Exercise directions
Could you show all lines in the entries below that contain the string "unsupported"?

Data to use Block Start

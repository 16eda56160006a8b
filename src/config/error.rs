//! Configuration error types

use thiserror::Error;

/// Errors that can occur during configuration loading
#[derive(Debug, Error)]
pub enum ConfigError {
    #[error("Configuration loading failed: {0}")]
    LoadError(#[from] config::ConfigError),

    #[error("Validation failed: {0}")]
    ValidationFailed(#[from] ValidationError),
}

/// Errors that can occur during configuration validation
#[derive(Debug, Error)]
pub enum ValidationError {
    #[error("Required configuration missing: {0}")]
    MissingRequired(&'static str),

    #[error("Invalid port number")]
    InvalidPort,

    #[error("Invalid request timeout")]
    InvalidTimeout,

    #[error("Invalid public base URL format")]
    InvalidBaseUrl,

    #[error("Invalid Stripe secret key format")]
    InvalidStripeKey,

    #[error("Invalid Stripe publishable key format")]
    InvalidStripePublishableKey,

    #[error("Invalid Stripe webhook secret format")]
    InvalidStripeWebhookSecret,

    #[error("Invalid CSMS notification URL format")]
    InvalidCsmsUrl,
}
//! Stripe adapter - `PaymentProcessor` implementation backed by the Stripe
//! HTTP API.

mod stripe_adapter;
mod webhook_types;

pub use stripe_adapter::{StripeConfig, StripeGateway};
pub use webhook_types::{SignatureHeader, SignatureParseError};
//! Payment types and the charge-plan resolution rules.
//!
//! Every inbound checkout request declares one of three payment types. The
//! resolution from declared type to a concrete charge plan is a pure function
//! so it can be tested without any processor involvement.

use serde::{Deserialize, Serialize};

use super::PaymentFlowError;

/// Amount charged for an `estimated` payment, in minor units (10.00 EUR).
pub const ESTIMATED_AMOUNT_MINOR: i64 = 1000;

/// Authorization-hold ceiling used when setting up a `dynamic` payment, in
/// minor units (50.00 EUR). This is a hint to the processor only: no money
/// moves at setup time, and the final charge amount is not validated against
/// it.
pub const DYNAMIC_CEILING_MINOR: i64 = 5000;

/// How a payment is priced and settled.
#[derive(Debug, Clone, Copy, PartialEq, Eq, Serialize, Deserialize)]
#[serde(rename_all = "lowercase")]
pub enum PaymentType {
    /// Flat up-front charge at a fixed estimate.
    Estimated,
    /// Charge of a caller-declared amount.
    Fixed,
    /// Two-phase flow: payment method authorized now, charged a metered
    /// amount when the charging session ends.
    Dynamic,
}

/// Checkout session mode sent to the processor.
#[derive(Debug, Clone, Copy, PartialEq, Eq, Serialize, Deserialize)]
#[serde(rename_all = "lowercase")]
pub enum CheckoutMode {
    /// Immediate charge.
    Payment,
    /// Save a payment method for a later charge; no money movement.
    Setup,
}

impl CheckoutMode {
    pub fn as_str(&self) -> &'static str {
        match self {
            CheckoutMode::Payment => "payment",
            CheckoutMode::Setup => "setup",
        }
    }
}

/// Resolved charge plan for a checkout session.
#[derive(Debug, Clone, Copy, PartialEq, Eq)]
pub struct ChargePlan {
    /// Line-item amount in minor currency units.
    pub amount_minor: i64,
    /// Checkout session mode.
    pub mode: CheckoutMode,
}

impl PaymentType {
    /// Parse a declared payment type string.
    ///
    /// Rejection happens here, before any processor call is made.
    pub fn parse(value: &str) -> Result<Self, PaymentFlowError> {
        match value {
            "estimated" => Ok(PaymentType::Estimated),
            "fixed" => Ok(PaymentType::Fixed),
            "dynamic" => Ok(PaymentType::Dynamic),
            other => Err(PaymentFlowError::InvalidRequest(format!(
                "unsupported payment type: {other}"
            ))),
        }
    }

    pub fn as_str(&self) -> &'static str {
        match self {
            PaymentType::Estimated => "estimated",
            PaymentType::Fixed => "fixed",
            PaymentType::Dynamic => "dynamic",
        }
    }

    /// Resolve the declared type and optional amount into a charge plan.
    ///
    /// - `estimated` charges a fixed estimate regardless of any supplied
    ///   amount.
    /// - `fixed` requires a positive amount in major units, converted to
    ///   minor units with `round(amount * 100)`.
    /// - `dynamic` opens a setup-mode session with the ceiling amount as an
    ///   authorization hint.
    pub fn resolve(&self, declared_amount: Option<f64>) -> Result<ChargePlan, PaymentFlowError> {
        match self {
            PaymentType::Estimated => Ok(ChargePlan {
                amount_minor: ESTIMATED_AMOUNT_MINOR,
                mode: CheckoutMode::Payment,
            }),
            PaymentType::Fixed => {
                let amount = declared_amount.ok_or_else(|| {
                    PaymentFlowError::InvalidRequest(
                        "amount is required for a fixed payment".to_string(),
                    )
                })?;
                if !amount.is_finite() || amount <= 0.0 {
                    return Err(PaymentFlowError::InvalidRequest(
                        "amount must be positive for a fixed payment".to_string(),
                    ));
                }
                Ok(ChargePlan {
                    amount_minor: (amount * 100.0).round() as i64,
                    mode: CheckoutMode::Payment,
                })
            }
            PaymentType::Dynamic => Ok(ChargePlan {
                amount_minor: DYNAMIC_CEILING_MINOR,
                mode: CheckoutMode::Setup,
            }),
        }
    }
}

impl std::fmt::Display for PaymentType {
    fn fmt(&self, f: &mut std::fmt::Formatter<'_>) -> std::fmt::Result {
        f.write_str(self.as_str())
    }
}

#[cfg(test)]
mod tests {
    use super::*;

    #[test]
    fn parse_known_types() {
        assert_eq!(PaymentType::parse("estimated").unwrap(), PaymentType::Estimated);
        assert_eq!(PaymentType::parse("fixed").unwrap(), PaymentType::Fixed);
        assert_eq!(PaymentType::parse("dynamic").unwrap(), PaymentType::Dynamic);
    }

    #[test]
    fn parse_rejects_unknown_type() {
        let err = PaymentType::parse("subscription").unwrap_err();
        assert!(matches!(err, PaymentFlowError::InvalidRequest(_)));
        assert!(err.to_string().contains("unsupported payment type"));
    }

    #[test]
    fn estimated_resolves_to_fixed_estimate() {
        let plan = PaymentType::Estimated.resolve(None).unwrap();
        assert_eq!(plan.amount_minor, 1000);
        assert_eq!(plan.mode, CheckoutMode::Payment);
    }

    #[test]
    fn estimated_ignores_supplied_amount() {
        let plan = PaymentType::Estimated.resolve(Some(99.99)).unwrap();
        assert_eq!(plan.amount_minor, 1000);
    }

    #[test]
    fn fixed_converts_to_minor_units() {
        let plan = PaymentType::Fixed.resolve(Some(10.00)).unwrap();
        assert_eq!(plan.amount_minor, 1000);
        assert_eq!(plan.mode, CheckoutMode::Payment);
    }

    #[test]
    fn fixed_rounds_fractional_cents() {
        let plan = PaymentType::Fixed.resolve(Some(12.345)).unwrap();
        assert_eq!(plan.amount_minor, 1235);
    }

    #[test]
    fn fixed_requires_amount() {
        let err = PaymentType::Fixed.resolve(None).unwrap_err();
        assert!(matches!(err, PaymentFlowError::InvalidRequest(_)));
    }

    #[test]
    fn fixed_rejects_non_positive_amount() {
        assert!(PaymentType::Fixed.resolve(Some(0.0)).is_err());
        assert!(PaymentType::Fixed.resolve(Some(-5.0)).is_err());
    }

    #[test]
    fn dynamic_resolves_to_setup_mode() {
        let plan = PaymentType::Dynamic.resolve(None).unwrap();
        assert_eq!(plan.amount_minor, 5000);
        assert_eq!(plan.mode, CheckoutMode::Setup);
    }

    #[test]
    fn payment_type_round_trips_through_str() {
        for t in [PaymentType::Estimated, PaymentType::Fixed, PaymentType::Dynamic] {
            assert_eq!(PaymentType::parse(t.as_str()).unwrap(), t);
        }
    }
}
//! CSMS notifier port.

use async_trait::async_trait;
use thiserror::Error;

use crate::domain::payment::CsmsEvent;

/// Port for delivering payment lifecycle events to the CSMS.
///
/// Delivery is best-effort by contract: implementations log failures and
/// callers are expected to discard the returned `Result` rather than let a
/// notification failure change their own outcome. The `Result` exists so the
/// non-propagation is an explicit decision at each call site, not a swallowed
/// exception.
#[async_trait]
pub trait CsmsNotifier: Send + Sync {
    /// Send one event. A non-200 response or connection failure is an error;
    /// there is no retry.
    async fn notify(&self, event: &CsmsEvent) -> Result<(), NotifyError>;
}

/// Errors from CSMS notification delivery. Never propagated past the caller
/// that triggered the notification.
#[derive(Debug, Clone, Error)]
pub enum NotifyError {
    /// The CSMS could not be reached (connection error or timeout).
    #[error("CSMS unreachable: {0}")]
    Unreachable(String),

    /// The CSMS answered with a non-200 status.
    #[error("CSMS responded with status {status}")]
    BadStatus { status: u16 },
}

Data to use Block End

Response area
                "unsupported payment type: {other}"
        assert!(err.to_string().contains("unsupported payment type"));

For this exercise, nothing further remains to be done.